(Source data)
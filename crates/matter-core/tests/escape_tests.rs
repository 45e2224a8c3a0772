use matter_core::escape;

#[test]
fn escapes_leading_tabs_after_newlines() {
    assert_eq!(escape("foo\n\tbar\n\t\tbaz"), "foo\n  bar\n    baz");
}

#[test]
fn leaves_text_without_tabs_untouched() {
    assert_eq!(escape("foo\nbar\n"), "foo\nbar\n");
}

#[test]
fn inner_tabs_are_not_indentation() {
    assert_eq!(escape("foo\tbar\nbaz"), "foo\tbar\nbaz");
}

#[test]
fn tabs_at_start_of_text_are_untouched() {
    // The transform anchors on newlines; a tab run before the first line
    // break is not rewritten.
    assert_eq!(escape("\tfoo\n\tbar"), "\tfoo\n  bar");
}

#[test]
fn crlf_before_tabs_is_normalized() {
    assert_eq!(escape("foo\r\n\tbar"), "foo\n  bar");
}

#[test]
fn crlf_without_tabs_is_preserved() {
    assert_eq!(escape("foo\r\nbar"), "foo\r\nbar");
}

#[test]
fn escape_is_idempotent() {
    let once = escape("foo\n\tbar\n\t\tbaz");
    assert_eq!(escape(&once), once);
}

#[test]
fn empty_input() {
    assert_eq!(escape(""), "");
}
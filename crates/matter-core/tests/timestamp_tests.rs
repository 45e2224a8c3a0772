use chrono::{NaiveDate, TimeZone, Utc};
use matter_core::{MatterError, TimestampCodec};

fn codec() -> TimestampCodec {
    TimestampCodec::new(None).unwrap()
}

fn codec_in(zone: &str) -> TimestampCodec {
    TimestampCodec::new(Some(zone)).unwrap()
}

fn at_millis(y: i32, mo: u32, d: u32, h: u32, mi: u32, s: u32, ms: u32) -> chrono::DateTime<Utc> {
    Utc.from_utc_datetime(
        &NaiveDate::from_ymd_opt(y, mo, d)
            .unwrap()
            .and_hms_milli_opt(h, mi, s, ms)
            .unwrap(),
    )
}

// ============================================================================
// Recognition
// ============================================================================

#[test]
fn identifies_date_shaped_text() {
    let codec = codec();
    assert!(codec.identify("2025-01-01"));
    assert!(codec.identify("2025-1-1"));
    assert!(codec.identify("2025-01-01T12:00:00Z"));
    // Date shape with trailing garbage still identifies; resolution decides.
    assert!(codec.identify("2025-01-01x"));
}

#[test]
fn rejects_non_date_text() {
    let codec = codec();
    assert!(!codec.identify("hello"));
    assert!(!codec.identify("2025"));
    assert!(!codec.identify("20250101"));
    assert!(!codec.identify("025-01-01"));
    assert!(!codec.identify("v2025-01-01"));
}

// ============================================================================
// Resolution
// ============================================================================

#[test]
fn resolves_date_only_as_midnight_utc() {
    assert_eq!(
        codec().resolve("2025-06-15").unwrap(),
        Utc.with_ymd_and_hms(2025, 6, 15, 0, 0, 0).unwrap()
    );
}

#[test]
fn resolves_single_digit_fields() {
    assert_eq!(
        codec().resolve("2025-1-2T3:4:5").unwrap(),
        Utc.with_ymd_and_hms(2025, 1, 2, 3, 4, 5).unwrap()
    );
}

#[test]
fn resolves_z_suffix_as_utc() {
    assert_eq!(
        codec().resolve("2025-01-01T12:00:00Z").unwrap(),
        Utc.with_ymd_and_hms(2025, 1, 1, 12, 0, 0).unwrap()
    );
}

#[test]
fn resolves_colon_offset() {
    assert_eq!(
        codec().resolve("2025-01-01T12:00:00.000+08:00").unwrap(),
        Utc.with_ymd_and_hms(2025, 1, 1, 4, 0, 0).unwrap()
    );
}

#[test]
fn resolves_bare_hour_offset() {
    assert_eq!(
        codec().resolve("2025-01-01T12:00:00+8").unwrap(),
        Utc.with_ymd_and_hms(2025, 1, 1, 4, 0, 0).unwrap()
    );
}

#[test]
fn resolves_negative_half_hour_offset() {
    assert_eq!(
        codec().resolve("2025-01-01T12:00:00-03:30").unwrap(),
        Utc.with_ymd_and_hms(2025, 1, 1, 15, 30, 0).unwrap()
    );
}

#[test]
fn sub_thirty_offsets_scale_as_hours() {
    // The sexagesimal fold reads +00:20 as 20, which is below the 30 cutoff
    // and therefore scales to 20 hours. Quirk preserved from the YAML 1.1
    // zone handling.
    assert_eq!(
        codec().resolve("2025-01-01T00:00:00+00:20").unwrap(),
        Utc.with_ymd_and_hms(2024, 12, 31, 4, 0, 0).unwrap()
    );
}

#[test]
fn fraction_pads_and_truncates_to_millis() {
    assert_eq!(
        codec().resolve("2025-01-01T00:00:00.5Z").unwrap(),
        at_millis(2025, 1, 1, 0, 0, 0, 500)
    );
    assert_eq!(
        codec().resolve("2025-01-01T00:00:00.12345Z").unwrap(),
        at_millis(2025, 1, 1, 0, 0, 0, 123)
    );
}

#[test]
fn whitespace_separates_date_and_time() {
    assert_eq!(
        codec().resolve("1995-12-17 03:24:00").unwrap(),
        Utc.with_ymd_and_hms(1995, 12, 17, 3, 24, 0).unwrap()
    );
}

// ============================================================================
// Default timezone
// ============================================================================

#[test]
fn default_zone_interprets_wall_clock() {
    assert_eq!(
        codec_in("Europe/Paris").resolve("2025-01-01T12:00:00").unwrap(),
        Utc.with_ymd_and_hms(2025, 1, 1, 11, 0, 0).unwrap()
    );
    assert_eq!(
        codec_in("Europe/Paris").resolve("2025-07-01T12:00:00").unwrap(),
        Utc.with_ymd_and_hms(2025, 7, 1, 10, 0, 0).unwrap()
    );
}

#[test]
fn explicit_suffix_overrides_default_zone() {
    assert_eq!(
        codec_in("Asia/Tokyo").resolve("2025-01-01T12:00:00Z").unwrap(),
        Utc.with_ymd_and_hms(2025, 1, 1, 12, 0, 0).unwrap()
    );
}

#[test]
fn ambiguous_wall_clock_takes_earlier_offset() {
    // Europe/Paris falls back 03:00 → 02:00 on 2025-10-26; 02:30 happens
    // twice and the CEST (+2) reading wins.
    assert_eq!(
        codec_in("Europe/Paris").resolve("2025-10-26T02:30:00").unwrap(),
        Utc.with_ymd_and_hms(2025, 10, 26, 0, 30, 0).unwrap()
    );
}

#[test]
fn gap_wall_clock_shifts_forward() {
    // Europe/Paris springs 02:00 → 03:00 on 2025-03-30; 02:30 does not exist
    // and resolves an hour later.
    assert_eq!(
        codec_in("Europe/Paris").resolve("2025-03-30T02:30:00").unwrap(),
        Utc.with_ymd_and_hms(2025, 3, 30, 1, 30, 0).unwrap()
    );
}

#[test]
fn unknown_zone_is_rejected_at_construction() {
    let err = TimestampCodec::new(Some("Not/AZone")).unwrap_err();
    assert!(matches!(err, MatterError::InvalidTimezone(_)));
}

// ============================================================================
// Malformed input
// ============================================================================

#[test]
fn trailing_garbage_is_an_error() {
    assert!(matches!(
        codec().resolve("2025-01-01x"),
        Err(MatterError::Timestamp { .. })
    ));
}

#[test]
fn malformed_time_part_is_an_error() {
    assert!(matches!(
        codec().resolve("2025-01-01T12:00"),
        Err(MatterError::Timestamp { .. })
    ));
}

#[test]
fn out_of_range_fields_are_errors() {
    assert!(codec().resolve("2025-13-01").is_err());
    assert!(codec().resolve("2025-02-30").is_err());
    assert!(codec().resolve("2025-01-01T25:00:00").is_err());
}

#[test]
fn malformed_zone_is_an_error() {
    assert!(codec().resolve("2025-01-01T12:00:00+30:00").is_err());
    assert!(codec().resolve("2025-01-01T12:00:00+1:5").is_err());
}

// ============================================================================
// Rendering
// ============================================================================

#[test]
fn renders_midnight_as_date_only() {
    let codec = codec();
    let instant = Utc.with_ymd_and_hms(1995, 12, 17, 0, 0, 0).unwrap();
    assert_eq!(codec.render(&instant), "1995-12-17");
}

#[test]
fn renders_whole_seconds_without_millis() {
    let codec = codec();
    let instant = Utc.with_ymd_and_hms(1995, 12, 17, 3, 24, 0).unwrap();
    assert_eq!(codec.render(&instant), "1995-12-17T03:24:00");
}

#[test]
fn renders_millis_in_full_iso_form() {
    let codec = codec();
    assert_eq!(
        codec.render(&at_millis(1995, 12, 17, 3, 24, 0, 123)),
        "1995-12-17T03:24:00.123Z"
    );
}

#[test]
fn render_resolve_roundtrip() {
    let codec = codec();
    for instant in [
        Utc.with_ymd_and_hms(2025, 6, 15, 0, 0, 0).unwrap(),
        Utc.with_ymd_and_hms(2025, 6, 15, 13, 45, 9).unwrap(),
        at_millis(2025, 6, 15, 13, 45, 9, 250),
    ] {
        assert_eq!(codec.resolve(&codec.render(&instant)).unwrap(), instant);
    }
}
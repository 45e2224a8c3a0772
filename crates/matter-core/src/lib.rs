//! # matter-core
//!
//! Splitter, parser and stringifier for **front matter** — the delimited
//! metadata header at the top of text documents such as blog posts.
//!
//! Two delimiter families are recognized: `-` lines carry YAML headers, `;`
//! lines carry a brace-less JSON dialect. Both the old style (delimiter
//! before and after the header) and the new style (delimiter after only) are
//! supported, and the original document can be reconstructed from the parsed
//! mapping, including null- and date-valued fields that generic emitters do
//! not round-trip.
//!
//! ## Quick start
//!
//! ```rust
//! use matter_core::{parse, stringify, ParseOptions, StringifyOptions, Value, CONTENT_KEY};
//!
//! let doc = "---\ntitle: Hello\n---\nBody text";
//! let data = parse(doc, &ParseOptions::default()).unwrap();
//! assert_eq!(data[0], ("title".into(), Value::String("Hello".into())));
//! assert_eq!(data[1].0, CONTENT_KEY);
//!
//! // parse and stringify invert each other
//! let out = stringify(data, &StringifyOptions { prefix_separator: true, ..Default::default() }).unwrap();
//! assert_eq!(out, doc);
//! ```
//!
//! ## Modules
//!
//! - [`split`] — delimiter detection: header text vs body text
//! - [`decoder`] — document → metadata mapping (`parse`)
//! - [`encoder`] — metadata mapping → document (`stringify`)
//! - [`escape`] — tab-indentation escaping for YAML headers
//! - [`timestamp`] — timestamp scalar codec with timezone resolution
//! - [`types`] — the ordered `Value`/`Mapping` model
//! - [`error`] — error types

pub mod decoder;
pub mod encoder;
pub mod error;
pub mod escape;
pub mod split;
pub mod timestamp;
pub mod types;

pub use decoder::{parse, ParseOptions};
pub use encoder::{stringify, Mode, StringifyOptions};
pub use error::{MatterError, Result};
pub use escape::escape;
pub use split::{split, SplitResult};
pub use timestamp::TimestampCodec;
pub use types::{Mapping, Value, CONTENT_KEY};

Problem details:
Scan the data for lines containing "nbar" and copy all of them.

Response to this exercise:
    assert_eq!(escape("foo\nbar\n"), "foo\nbar\n");
    assert_eq!(escape("foo\r\nbar"), "foo\r\nbar");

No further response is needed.